A very small effect occurred for the T3 levels in the control group (no hypothyroidism present) – the authors claimed this was statistically significant but I find that hard to believe – see Figure.

The T3 hormone levels were within the normal range (yellow area) for both groups. It’s not surprising to see different levels in the hypothyroidism cases. But drinking water fluoride has no significant effect there (p=0.19) – and I am picking the claim of a statistically significant effect (p=0.026) on the control group is wrong.

The authors claimed significant differences of TSH hormone with fluoride concentration for both the control and hypothyroidism groups – see Figure.

The TSH levels for the control group was in the normal range (yellow area) and the difference (although statistically significant, p=0.001) was extremely small. The levels for the hypothyroidism cases were outside the normal range – probably as a result of hypothyroidism. Again, I wonder at the claimed statistically significant effect (p=0.003) of fluoride for the hypothyroidism cases.

Other risk-modifying factors

While hypothyroidism prevalence was not significantly related to fluoride concentration the study reported that it was related to gender, family history of thyroid disease, water consumption, exercise, diabetes, and hypertension.

The authors note that “patients with hypothyroidism . . .  have a higher consumption of drinking water.” So this association probably means increased water consumption is a result of hypothyroidism and not a cause of it.

Some misleading comments in  the paper

The authors seem to have an anti-fluoride bias, and I wonder at studies which demonstrate statistically significant relationship for a range of risk-modifying facts, but not for fluoride, yet still concentrate on possible fluoride effects. Particularly at such low fluoride concentrations.

For example, the authors say:

“we obtained an unadjusted OR of about 1.034 (CI 95%: 0.7–1.53) for fluoride in drinking water when its concentration was less than the standard (0.2–0.5 mg/L). This finding is consistent with the Peckham study in England, which reported OR = 1.5 (CI 95%: 1.16–2) for hypothyroidism, where the maximum fluoride concentration was more than 0.7 mg/L.”

That is just special pleading – trying to “save” a non-significant result. And special pleading to compare it with the Peckham study which has been roundly criticised for not considering the effects of iodine deficiency which is known to be a major contributor to hypothyroidism.

And another case of special pleading is this:

“TSH values are higher (in both cases and controls) with higher levels of water consumption. This is consistent with an association between increased fluoride intake (due to increased water consumption) and increased TSH.”

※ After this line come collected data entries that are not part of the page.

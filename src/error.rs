//! Error types for product-critique.

use std::net::IpAddr;
use thiserror::Error;

use crate::classify::HostClassification;

/// Errors produced by the URL gate, the fetcher and the analysis pipeline.
#[derive(Debug, Error)]
pub enum Error {
    /// The candidate could not be parsed as an absolute URL with a host.
    #[error("Malformed URL: {reason}")]
    MalformedInput { url: String, reason: String },

    /// Parsed, but the scheme is not http or https.
    #[error("Unsupported scheme '{scheme}', only http/https")]
    UnsupportedScheme { url: String, scheme: String },

    /// DNS resolution failed, timed out, or returned nothing.
    #[error("DNS error for {host}: {message}")]
    UnresolvableHost { host: String, message: String },

    /// A resolved (or literal) address is not public.
    #[error("SSRF blocked: {ip} is {class} - {reason}")]
    UnsafeAddress {
        url: String,
        ip: IpAddr,
        class: HostClassification,
        reason: String,
    },

    /// Hostname is blocked before any resolution happens.
    #[error("SSRF blocked: {host} - {reason}")]
    HostnameBlocked {
        url: String,
        host: String,
        reason: String,
    },

    /// Product input was empty after trimming.
    #[error("Product name or URL is empty")]
    EmptyInput,

    /// Config file could not be read or parsed.
    #[error("Config error: {message}")]
    Config { message: String },

    /// The server answered with a redirect and redirects are refused.
    #[cfg(feature = "fetch")]
    #[error("Redirect refused: {url} -> {location}")]
    RedirectRefused { url: String, location: String },

    /// A redirect pointed to a URL the gate rejects.
    #[cfg(feature = "fetch")]
    #[error("Redirect blocked: {redirect_url} - {reason}")]
    RedirectBlocked {
        original_url: String,
        redirect_url: String,
        reason: String,
    },

    /// Too many redirects while re-validating hops.
    #[cfg(feature = "fetch")]
    #[error("Too many redirects (max {max})")]
    TooManyRedirects { url: String, max: u8 },

    /// Non-success HTTP status.
    #[cfg(feature = "fetch")]
    #[error("HTTP status {status} from {url}")]
    HttpStatus { url: String, status: u16 },

    /// Request exceeded its time budget.
    #[cfg(feature = "fetch")]
    #[error("Request to {url} timed out")]
    Timeout { url: String },

    /// Transport-level HTTP failure.
    #[cfg(feature = "fetch")]
    #[error("HTTP error: {message}")]
    HttpError { url: String, message: String },

    /// No API key configured.
    #[cfg(feature = "fetch")]
    #[error("No Google AI API key configured (set GOOGLE_API_KEY)")]
    MissingApiKey,

    /// The API rejected the key.
    #[cfg(feature = "fetch")]
    #[error("Invalid API key")]
    InvalidApiKey,

    /// Rate limit or quota exhausted.
    #[cfg(feature = "fetch")]
    #[error("Rate limit or quota hit: {message}")]
    RateLimited { message: String },

    /// The model refused to produce text.
    #[cfg(feature = "fetch")]
    #[error("Response blocked: {reason}")]
    ResponseBlocked { reason: String },

    /// The model returned no text and no block reason.
    #[cfg(feature = "fetch")]
    #[error("The model didn't return text")]
    EmptyResponse,

    /// Any other model API failure.
    #[cfg(feature = "fetch")]
    #[error("LLM error: {message}")]
    Llm { message: String },
}

/// Coarse reason a URL failed the gate.
///
/// The boolean `is_safe_url` contract hides this from callers; it exists for
/// in-process logging and tests.
#[derive(Debug, Clone, Copy, PartialEq, Eq)]
pub enum GateRejection {
    MalformedInput,
    UnsupportedScheme,
    UnresolvableHost,
    UnsafeAddressClass,
}

impl Error {
    /// Map a gate error onto the four-way rejection taxonomy.
    pub fn gate_rejection(&self) -> Option<GateRejection> {
        match self {
            Self::MalformedInput { .. } => Some(GateRejection::MalformedInput),
            Self::UnsupportedScheme { .. } => Some(GateRejection::UnsupportedScheme),
            Self::UnresolvableHost { .. } => Some(GateRejection::UnresolvableHost),
            Self::UnsafeAddress { .. } | Self::HostnameBlocked { .. } => {
                Some(GateRejection::UnsafeAddressClass)
            }
            _ => None,
        }
    }

    /// The destination class behind a gate error.
    ///
    /// Parse, scheme and DNS failures are
    /// [`HostClassification::UnresolvableOrMalformed`]. Hostnames refused
    /// before resolution count as reserved.
    pub fn host_classification(&self) -> Option<HostClassification> {
        match self {
            Self::MalformedInput { .. }
            | Self::UnsupportedScheme { .. }
            | Self::UnresolvableHost { .. } => Some(HostClassification::UnresolvableOrMalformed),
            Self::UnsafeAddress { class, .. } => Some(*class),
            Self::HostnameBlocked { .. } => Some(HostClassification::ReservedOrUnspecified),
            _ => None,
        }
    }

    pub(crate) fn malformed(url: impl Into<String>, reason: impl Into<String>) -> Self {
        Self::MalformedInput {
            url: url.into(),
            reason: reason.into(),
        }
    }

    pub(crate) fn unsupported_scheme(url: impl Into<String>, scheme: impl Into<String>) -> Self {
        Self::UnsupportedScheme {
            url: url.into(),
            scheme: scheme.into(),
        }
    }

    pub(crate) fn unresolvable(host: impl Into<String>, message: impl Into<String>) -> Self {
        Self::UnresolvableHost {
            host: host.into(),
            message: message.into(),
        }
    }

    pub(crate) fn unsafe_address(
        url: impl Into<String>,
        ip: IpAddr,
        class: HostClassification,
        reason: impl Into<String>,
    ) -> Self {
        Self::UnsafeAddress {
            url: url.into(),
            ip,
            class,
            reason: reason.into(),
        }
    }

    pub(crate) fn hostname_blocked(
        url: impl Into<String>,
        host: impl Into<String>,
        reason: impl Into<String>,
    ) -> Self {
        Self::HostnameBlocked {
            url: url.into(),
            host: host.into(),
            reason: reason.into(),
        }
    }

    #[cfg(feature = "fetch")]
    pub(crate) fn http(url: impl Into<String>, err: &reqwest::Error) -> Self {
        let url = url.into();
        if err.is_timeout() {
            Self::Timeout { url }
        } else {
            Self::HttpError {
                url,
                message: err.to_string(),
            }
        }
    }
}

They have turned this water consumption on its head – now ignoring that it is caused by hypothyroidism (patients drink more water) and claiming the TSH changes are a result of increased fluoride intake. This is simply an attempt to overcome the lack of any statistically significant effect due to fluoride levels in drinking water by postulating there is really an effect because of increased water consumption by hypothyroidism patients.

Conclusion

I do not think this is a good paper. Decent peer review could have improved it – and hopefully removed the obvious bias and special pleading of the authors.
It cannot honestly be used to claim fluoridation causes hypothyroidism – as anti-fluoride campaigners will do. However, activists will dredge out quotes from this paper which will be used to give an impression of results actually not present in the paper (fluoridation causing hypothyroidism).

So a paper which actually doesn’t support anti-fluoride claims – but can easily be misrepresented to fool the uncritical reader.